* [WORK TO BE COMPLETED]: Below are the records; copy each line in which "before" can be found.

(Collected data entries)
+ + + + + + +

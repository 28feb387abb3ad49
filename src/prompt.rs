//! Prompt Evolution - version-controlled instruction text
//!
//! The prompt chain is append-only: committed versions are immutable and
//! kept forever, and "current" is a pointer file next to the chain rather
//! than a flag on any version. A draft is assembled from approved patterns
//! against the current version; commit re-checks the pointer right before
//! swapping it, so a racing commit is caught as `StaleParent` instead of
//! silently forking history.

use anyhow::{Context, Result};
use chrono::{DateTime, Utc};
use serde::{Deserialize, Serialize};
use std::collections::BTreeSet;
use std::path::PathBuf;
use tracing::{debug, info};

use crate::error::SeldonError;
use crate::patterns::{Pattern, PatternKind};

/// Seed text for version 1
pub const ROOT_PROMPT: &str = "\
You are a careful coding assistant. Complete the task exactly as asked, \
run whatever verification is available, and report honestly when something \
does not work.";

/// One immutable snapshot of the instruction text
#[derive(Debug, Clone, Serialize, Deserialize)]
pub struct PromptVersion {
    /// Monotonic version id; the root is 1
    pub version_id: u64,
    pub text: String,
    /// None only for the root
    pub parent_version_id: Option<u64>,
    /// Patterns whose application produced this version
    pub applied_patterns: BTreeSet<u64>,
    pub created_at: DateTime<Utc>,
}

/// A candidate version not yet committed
#[derive(Debug, Clone)]
pub struct Draft {
    pub parent_version_id: u64,
    pub text: String,
    pub applied_patterns: BTreeSet<u64>,
}

/// Versioned prompt store with a compare-and-swap current pointer
pub struct PromptEvolution {
    versions_path: PathBuf,
    current_path: PathBuf,
}

impl PromptEvolution {
    /// Open the prompt chain at the default location
    pub fn new() -> Result<Self> {
        let base_dir = crate::config::data_dir()?;
        Self::with_dir(base_dir)
    }

    /// Open the prompt chain under a custom base directory
    pub fn with_dir(base_dir: PathBuf) -> Result<Self> {
        std::fs::create_dir_all(&base_dir)
            .context("Failed to create prompt directory")?;
        Ok(Self {
            versions_path: base_dir.join("prompt_versions.json"),
            current_path: base_dir.join("prompt_current"),
        })
    }

    /// Seed the chain with the root version if it does not exist yet
    pub fn init(&self) -> Result<PromptVersion> {
        if let Some(current) = self.try_current()? {
            return Ok(current);
        }

        let root = PromptVersion {
            version_id: 1,
            text: ROOT_PROMPT.to_string(),
            parent_version_id: None,
            applied_patterns: BTreeSet::new(),
            created_at: Utc::now(),
        };
        self.write_versions(&[root.clone()])?;
        self.write_pointer(root.version_id)?;
        info!("Initialized prompt chain at version 1");
        Ok(root)
    }

    /// Current version id
    pub fn current_id(&self) -> Result<u64> {
        let raw = std::fs::read_to_string(&self.current_path)
            .with_context(|| format!("Failed to read {}", self.current_path.display()))?;
        raw.trim()
            .parse()
            .with_context(|| format!("Invalid current-version pointer: {raw:?}"))
    }

    /// The version the pointer resolves to
    pub fn current(&self) -> Result<PromptVersion> {
        let id = self.current_id()?;
        self.get(id)?
            .ok_or_else(|| SeldonError::not_found("prompt version", id).into())
    }

    fn try_current(&self) -> Result<Option<PromptVersion>> {
        if !self.current_path.exists() {
            return Ok(None);
        }
        self.current().map(Some)
    }

    /// Look up one committed version by id
    pub fn get(&self, version_id: u64) -> Result<Option<PromptVersion>> {
        Ok(self
            .load_versions()?
            .into_iter()
            .find(|v| v.version_id == version_id))
    }

    /// All committed versions, oldest first
    pub fn versions(&self) -> Result<Vec<PromptVersion>> {
        let mut versions = self.load_versions()?;
        versions.sort_by_key(|v| v.version_id);
        Ok(versions)
    }

    /// Assemble a draft from approved patterns against the current version.
    ///
    /// An empty selection is refused unless the caller explicitly asks for a
    /// no-op evolution (a version with the parent's text and no new rules).
    pub fn propose(&self, approved: &[Pattern], allow_empty: bool) -> Result<Draft> {
        if approved.is_empty() && !allow_empty {
            return Err(SeldonError::NoPatternsSelected.into());
        }

        let parent = self.current()?;
        let mut text = parent.text.clone();
        for pattern in approved {
            text.push('\n');
            text.push_str(&rule_line(pattern));
        }

        debug!(
            "Drafted evolution of version {} with {} patterns",
            parent.version_id,
            approved.len()
        );
        Ok(Draft {
            parent_version_id: parent.version_id,
            text,
            applied_patterns: approved.iter().map(|p| p.id).collect(),
        })
    }

    /// Commit a draft: append the new version and advance the pointer.
    ///
    /// The pointer is re-read immediately before the swap; if it no longer
    /// matches the draft's parent, nothing is written and the caller must
    /// re-derive the draft against the new current version. The re-read and
    /// the two renames below are not one atomic step: a second writer
    /// landing in that window would win the pointer. The tool assumes a
    /// single operator per data directory, so nothing else moves the
    /// pointer between the check and the swap.
    pub fn commit(&self, draft: Draft) -> Result<PromptVersion> {
        let found = self.current_id()?;
        if found != draft.parent_version_id {
            return Err(SeldonError::StaleParent {
                expected: draft.parent_version_id,
                found,
            }
            .into());
        }

        let mut versions = self.load_versions()?;
        let version_id = versions.iter().map(|v| v.version_id).max().unwrap_or(0) + 1;
        let version = PromptVersion {
            version_id,
            text: draft.text,
            parent_version_id: Some(draft.parent_version_id),
            applied_patterns: draft.applied_patterns,
            created_at: Utc::now(),
        };
        versions.push(version.clone());

        // Chain first, pointer second: a crash in between leaves an extra
        // committed-but-never-current version, never a dangling pointer.
        self.write_versions(&versions)?;
        self.write_pointer(version_id)?;

        info!(
            "Committed prompt version {} (parent {}, {} patterns applied)",
            version_id,
            draft.parent_version_id,
            version.applied_patterns.len()
        );
        Ok(version)
    }

    /// Ordered chain from the root to `version_id`
    pub fn lineage(&self, version_id: u64) -> Result<Vec<PromptVersion>> {
        let versions = self.load_versions()?;
        let mut chain = Vec::new();
        let mut seen = BTreeSet::new();
        let mut cursor = Some(version_id);

        while let Some(id) = cursor {
            if !seen.insert(id) {
                anyhow::bail!("Cycle detected in prompt lineage at version {id}");
            }
            let version = versions
                .iter()
                .find(|v| v.version_id == id)
                .cloned()
                .ok_or(SeldonError::not_found("prompt version", id))?;
            cursor = version.parent_version_id;
            chain.push(version);
        }

        chain.reverse();
        Ok(chain)
    }

    fn load_versions(&self) -> Result<Vec<PromptVersion>> {
        if !self.versions_path.exists() {
            return Ok(Vec::new());
        }
        let content = std::fs::read_to_string(&self.versions_path)
            .with_context(|| format!("Failed to read {}", self.versions_path.display()))?;
        serde_json::from_str(&content)
            .with_context(|| format!("Failed to parse {}", self.versions_path.display()))
    }

    fn write_versions(&self, versions: &[PromptVersion]) -> Result<()> {
        let json = serde_json::to_string_pretty(versions)
            .context("Failed to serialize prompt versions")?;
        let tmp = self.versions_path.with_extension("json.tmp");
        std::fs::write(&tmp, json)
            .with_context(|| format!("Failed to write {}", tmp.display()))?;
        std::fs::rename(&tmp, &self.versions_path)
            .with_context(|| format!("Failed to replace {}", self.versions_path.display()))?;
        Ok(())
    }

    fn write_pointer(&self, version_id: u64) -> Result<()> {
        let tmp = self.current_path.with_extension("tmp");
        std::fs::write(&tmp, version_id.to_string())
            .with_context(|| format!("Failed to write {}", tmp.display()))?;
        std::fs::rename(&tmp, &self.current_path)
            .with_context(|| format!("Failed to replace {}", self.current_path.display()))?;
        Ok(())
    }
}

/// Render one applied pattern as a prompt rule
fn rule_line(pattern: &Pattern) -> String {
    match pattern.kind {
        PatternKind::Failure => format!(
            "- Guard against a recurring failure: {} (observed {} times).",
            pattern.signature, pattern.occurrence_count
        ),
        PatternKind::Success => format!(
            "- Keep using the approach that worked for: {} (observed {} times).",
            pattern.signature, pattern.occurrence_count
        ),
    }
}

#[cfg(test)]
mod tests {
    use super::*;
    use crate::patterns::PatternStatus;
    use tempfile::TempDir;

    fn pattern(id: u64, signature: &str) -> Pattern {
        Pattern {
            id,
            kind: PatternKind::Failure,
            signature: signature.to_string(),
            occurrence_count: 2,
            supporting_record_ids: [1, 2].into_iter().collect(),
            confidence: 0.5,
            status: PatternStatus::Candidate,
            extracted_at: Utc::now(),
        }
    }

    fn open(dir: &TempDir) -> PromptEvolution {
        let evolution = PromptEvolution::with_dir(dir.path().to_path_buf()).unwrap();
        evolution.init().unwrap();
        evolution
    }

    #[test]
    fn test_init_is_idempotent() {
        let dir = TempDir::new().unwrap();
        let evolution = open(&dir);
        let again = evolution.init().unwrap();
        assert_eq!(again.version_id, 1);
        assert_eq!(evolution.versions().unwrap().len(), 1);
    }

    #[test]
    fn test_commit_advances_pointer_and_links_parent() {
        let dir = TempDir::new().unwrap();
        let evolution = open(&dir);

        let draft = evolution.propose(&[pattern(1, "timeout")], false).unwrap();
        let committed = evolution.commit(draft).unwrap();

        assert_eq!(committed.version_id, 2);
        assert_eq!(committed.parent_version_id, Some(1));
        assert!(committed.applied_patterns.contains(&1));
        assert!(committed.text.contains("timeout"));
        assert_eq!(evolution.current_id().unwrap(), 2);
    }

    #[test]
    fn test_empty_selection_is_refused() {
        let dir = TempDir::new().unwrap();
        let evolution = open(&dir);
        let err = evolution.propose(&[], false).unwrap_err();
        assert!(matches!(
            err.downcast_ref::<SeldonError>(),
            Some(SeldonError::NoPatternsSelected)
        ));
    }

    #[test]
    fn test_noop_evolution_when_requested() {
        let dir = TempDir::new().unwrap();
        let evolution = open(&dir);
        let draft = evolution.propose(&[], true).unwrap();
        let committed = evolution.commit(draft).unwrap();
        assert_eq!(committed.text, ROOT_PROMPT);
        assert!(committed.applied_patterns.is_empty());
    }

    #[test]
    fn test_stale_parent_loses_the_race() {
        let dir = TempDir::new().unwrap();
        let evolution = open(&dir);

        let first = evolution.propose(&[pattern(1, "timeout")], false).unwrap();
        let second = evolution.propose(&[pattern(2, "null deref")], false).unwrap();

        evolution.commit(first).unwrap();
        let err = evolution.commit(second).unwrap_err();
        match err.downcast_ref::<SeldonError>() {
            Some(SeldonError::StaleParent { expected, found }) => {
                assert_eq!(*expected, 1);
                assert_eq!(*found, 2);
            }
            other => panic!("expected StaleParent, got {:?}", other),
        }

        // Exactly one commit landed
        assert_eq!(evolution.versions().unwrap().len(), 2);
        assert_eq!(evolution.current_id().unwrap(), 2);
    }

    #[test]
    fn test_lineage_reaches_root_in_order() {
        let dir = TempDir::new().unwrap();
        let evolution = open(&dir);

        for i in 0..3 {
            let draft = evolution
                .propose(&[pattern(i + 1, &format!("failure {i}"))], false)
                .unwrap();
            evolution.commit(draft).unwrap();
        }

        let chain = evolution.lineage(evolution.current_id().unwrap()).unwrap();
        assert_eq!(
            chain.iter().map(|v| v.version_id).collect::<Vec<_>>(),
            vec![1, 2, 3, 4]
        );
        assert_eq!(chain[0].parent_version_id, None);
    }

    #[test]
    fn test_lineage_of_unknown_version_is_not_found() {
        let dir = TempDir::new().unwrap();
        let evolution = open(&dir);
        let err = evolution.lineage(99).unwrap_err();
        assert!(matches!(
            err.downcast_ref::<SeldonError>(),
            Some(SeldonError::NotFound { .. })
        ));
    }
}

+ + + + + + +

* [RESULT OF THIS EXERCISE]:
//! against the current version; commit re-checks the pointer right before
    /// The pointer is re-read immediately before the swap; if it no longer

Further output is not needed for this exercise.